*What is required*. Check each line below for the word "either", and copy those that have it.
==================================================
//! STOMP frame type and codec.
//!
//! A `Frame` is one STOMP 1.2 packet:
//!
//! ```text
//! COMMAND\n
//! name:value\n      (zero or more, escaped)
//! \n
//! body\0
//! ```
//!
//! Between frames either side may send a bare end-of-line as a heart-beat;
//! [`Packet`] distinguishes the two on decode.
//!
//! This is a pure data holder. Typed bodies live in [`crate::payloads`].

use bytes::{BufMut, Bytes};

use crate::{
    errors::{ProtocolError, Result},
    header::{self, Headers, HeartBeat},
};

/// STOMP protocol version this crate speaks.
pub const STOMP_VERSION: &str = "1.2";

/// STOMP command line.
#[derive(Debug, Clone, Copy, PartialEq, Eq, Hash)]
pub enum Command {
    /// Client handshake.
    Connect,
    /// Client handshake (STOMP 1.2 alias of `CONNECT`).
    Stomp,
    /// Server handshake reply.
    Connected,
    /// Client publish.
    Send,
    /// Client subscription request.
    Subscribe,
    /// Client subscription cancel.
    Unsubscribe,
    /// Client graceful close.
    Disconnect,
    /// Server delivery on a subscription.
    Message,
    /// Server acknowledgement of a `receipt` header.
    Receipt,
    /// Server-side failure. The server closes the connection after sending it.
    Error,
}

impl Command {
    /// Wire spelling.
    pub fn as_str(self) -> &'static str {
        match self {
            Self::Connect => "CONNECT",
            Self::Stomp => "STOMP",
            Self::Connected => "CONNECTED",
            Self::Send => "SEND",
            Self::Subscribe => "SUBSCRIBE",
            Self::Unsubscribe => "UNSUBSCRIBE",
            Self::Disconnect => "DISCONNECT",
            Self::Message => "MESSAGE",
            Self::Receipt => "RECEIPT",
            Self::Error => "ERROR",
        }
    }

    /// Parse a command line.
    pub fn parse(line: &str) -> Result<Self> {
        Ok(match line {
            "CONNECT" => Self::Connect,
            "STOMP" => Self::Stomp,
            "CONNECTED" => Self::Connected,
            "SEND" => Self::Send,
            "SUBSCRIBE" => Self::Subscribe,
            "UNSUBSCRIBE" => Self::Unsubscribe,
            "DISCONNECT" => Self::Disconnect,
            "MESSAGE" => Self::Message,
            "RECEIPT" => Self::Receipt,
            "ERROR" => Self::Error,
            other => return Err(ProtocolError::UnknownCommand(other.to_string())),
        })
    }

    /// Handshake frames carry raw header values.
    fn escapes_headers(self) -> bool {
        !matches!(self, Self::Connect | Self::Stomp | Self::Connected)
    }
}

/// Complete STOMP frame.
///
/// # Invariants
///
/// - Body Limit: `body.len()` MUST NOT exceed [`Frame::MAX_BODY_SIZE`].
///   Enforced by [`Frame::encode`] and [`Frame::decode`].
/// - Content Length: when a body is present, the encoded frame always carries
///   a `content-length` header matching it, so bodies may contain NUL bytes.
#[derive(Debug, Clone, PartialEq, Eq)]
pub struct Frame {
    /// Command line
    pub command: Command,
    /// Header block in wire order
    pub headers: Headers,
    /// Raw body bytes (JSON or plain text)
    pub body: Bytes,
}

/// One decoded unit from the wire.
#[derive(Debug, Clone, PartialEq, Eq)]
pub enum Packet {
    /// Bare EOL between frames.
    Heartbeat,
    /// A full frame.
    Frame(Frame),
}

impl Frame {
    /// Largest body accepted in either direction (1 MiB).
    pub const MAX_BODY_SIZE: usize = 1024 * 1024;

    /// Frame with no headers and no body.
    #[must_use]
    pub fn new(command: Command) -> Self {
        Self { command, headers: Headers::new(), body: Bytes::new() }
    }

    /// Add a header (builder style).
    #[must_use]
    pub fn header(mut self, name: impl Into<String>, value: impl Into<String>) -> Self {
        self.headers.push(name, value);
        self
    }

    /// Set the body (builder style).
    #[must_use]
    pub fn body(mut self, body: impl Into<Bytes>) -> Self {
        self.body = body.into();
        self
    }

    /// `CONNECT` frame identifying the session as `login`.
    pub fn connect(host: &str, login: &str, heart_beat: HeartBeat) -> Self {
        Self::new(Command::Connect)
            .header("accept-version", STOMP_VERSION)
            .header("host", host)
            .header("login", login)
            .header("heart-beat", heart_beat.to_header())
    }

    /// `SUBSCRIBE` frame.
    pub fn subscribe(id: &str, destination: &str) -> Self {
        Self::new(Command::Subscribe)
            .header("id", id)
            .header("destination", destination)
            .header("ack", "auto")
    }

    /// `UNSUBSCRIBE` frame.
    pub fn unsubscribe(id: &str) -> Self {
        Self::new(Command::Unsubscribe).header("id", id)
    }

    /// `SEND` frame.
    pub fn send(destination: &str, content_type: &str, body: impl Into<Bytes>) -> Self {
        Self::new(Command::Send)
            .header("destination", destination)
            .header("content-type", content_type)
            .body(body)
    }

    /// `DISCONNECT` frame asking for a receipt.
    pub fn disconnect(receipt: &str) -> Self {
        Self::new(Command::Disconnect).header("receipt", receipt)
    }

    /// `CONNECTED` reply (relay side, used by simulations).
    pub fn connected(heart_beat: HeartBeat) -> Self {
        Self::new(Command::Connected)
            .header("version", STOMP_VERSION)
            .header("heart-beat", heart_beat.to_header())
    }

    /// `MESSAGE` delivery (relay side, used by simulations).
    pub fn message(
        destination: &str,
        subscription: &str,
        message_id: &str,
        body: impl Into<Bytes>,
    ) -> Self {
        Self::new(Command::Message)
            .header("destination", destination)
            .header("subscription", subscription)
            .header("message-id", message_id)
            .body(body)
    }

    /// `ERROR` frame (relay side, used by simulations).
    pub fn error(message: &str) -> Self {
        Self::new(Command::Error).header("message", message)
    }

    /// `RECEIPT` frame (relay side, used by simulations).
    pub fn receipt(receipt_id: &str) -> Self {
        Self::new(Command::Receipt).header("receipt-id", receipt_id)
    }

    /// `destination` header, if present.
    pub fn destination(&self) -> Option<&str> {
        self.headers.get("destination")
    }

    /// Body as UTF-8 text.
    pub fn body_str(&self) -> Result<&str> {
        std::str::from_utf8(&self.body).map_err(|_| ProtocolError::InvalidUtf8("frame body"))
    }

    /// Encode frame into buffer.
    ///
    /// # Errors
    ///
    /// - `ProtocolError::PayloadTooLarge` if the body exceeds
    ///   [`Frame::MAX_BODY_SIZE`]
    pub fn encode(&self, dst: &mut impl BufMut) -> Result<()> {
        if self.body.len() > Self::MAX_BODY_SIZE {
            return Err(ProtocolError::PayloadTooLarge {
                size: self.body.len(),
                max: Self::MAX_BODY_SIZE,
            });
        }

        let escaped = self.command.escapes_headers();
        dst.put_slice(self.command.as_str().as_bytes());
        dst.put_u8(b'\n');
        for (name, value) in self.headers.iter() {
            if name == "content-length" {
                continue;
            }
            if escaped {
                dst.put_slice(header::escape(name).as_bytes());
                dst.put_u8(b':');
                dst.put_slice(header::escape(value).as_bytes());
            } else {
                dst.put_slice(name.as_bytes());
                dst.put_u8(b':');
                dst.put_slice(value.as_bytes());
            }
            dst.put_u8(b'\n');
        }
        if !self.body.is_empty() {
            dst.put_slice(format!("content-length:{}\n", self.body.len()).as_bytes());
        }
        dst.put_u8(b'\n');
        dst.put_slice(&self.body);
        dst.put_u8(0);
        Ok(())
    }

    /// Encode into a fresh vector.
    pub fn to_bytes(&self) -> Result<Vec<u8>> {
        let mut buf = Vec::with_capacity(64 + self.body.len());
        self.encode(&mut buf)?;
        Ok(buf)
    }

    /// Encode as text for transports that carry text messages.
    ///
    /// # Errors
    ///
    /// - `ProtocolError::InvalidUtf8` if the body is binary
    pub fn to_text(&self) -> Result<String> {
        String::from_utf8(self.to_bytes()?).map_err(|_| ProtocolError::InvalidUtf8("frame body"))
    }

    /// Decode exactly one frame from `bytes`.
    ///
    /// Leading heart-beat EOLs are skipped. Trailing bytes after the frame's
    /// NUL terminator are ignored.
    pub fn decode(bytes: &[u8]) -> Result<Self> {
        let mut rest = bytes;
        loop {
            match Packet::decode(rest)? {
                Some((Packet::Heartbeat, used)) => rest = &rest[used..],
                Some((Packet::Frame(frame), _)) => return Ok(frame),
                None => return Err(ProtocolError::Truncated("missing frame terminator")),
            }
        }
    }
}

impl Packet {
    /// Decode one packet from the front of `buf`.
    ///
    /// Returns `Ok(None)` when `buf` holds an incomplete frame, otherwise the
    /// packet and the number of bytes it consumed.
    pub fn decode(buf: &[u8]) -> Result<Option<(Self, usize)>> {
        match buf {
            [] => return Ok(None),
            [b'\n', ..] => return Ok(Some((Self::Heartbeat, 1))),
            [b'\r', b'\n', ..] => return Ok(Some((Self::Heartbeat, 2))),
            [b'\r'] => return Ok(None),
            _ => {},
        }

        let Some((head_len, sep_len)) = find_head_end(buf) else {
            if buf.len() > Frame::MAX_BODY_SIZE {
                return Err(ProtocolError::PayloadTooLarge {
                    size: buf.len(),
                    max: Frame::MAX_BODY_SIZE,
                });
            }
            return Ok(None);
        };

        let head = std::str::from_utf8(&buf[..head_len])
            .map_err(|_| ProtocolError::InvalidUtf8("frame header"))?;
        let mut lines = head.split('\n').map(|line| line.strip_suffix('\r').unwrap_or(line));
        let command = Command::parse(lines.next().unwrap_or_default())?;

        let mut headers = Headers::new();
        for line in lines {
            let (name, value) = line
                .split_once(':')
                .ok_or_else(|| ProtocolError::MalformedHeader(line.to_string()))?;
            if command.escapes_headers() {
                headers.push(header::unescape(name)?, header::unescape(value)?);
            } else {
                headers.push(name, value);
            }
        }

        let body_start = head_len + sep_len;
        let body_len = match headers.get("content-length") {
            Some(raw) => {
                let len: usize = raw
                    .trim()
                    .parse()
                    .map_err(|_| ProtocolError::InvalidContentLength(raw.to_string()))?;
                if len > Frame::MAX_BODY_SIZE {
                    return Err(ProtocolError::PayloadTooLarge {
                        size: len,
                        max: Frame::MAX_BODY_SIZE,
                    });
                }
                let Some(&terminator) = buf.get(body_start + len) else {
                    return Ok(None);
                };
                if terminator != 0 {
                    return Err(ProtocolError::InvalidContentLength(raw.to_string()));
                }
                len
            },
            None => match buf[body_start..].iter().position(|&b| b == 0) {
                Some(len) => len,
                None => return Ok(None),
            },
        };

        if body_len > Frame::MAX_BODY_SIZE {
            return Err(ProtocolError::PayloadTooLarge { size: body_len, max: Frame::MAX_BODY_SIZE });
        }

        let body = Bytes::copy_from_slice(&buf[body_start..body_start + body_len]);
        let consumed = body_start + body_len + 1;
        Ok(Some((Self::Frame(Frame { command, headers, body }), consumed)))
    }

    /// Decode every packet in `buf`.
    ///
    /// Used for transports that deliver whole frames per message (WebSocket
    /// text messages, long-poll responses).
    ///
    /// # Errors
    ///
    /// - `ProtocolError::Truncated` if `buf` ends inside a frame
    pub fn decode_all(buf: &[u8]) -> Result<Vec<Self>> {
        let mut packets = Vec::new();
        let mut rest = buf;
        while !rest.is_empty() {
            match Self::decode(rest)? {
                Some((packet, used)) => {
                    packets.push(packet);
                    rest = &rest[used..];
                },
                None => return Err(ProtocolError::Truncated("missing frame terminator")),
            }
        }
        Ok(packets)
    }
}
==================================================
*Expected answer*.
//! Between frames either side may send a bare end-of-line as a heart-beat;
    /// Largest body accepted in either direction (1 MiB).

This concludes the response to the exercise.